Each record that follows must be printed exactly as given.

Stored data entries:

________________

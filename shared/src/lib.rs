// Data model and formatting helpers shared by the chart engine and its consumers.
pub mod models;
pub mod utils;

pub use models::{CandlestickPoint, Series};
pub use utils::NumberFormat;
// Resolves pointer events on drawn shapes back to their data points.
// Tooltip display and placement belong to the presentation layer.
use crate::geometry::CandleGeometry;
use crate::layout::LayoutController;
use shared::CandlestickPoint;

/// Point behind the shape at `geometry_index`, if that shape exists.
pub fn data_at(geometry: &[CandleGeometry], geometry_index: usize) -> Option<&CandlestickPoint> {
    geometry.get(geometry_index).map(|g| &g.source_point)
}

#[derive(Debug, Clone, Copy, Default, PartialEq, Eq)]
pub struct InteractionAdapter {
    hovered: Option<usize>,
}

impl InteractionAdapter {
    pub fn new() -> Self {
        Self::default()
    }

    pub fn pointer_entered<'a>(
        &mut self,
        controller: &'a LayoutController,
        geometry_index: usize,
    ) -> Option<&'a CandlestickPoint> {
        self.hovered = Some(geometry_index);
        data_at(controller.geometry(), geometry_index)
    }

    pub fn pointer_left(&mut self) {
        self.hovered = None;
    }

    pub fn hovered_index(&self) -> Option<usize> {
        self.hovered
    }

    /// Looked up against the current layout, so an index left stale by a
    /// smaller relayout resolves to `None`.
    pub fn hovered_point<'a>(&self, controller: &'a LayoutController) -> Option<&'a CandlestickPoint> {
        self.hovered.and_then(|i| data_at(controller.geometry(), i))
    }
}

________________

▸ **SOLUTION FOR THIS EXERCISE**:
filename shared/src/lib.rs
// Data model and formatting helpers shared by the chart engine and its consumers.
pub mod models;
pub mod utils;

pub use models::{CandlestickPoint, Series};
pub use utils::NumberFormat;
// Resolves pointer events on drawn shapes back to their data points.
// Tooltip display and placement belong to the presentation layer.
use crate::geometry::CandleGeometry;
use crate::layout::LayoutController;
use shared::CandlestickPoint;

/// Point behind the shape at `geometry_index`, if that shape exists.
pub fn data_at(geometry: &[CandleGeometry], geometry_index: usize) -> Option<&CandlestickPoint> {
    geometry.get(geometry_index).map(|g| &g.source_point)
}

#[derive(Debug, Clone, Copy, Default, PartialEq, Eq)]
pub struct InteractionAdapter {
    hovered: Option<usize>,
}

impl InteractionAdapter {
    pub fn new() -> Self {
        Self::default()
    }

    pub fn pointer_entered<'a>(
        &mut self,
        controller: &'a LayoutController,
        geometry_index: usize,
    ) -> Option<&'a CandlestickPoint> {
        self.hovered = Some(geometry_index);
        data_at(controller.geometry(), geometry_index)
    }

    pub fn pointer_left(&mut self) {
        self.hovered = None;
    }

    pub fn hovered_index(&self) -> Option<usize> {
        self.hovered
    }

    /// Looked up against the current layout, so an index left stale by a
    /// smaller relayout resolves to `None`.
    pub fn hovered_point<'a>(&self, controller: &'a LayoutController) -> Option<&'a CandlestickPoint> {
        self.hovered.and_then(|i| data_at(controller.geometry(), i))
    }
}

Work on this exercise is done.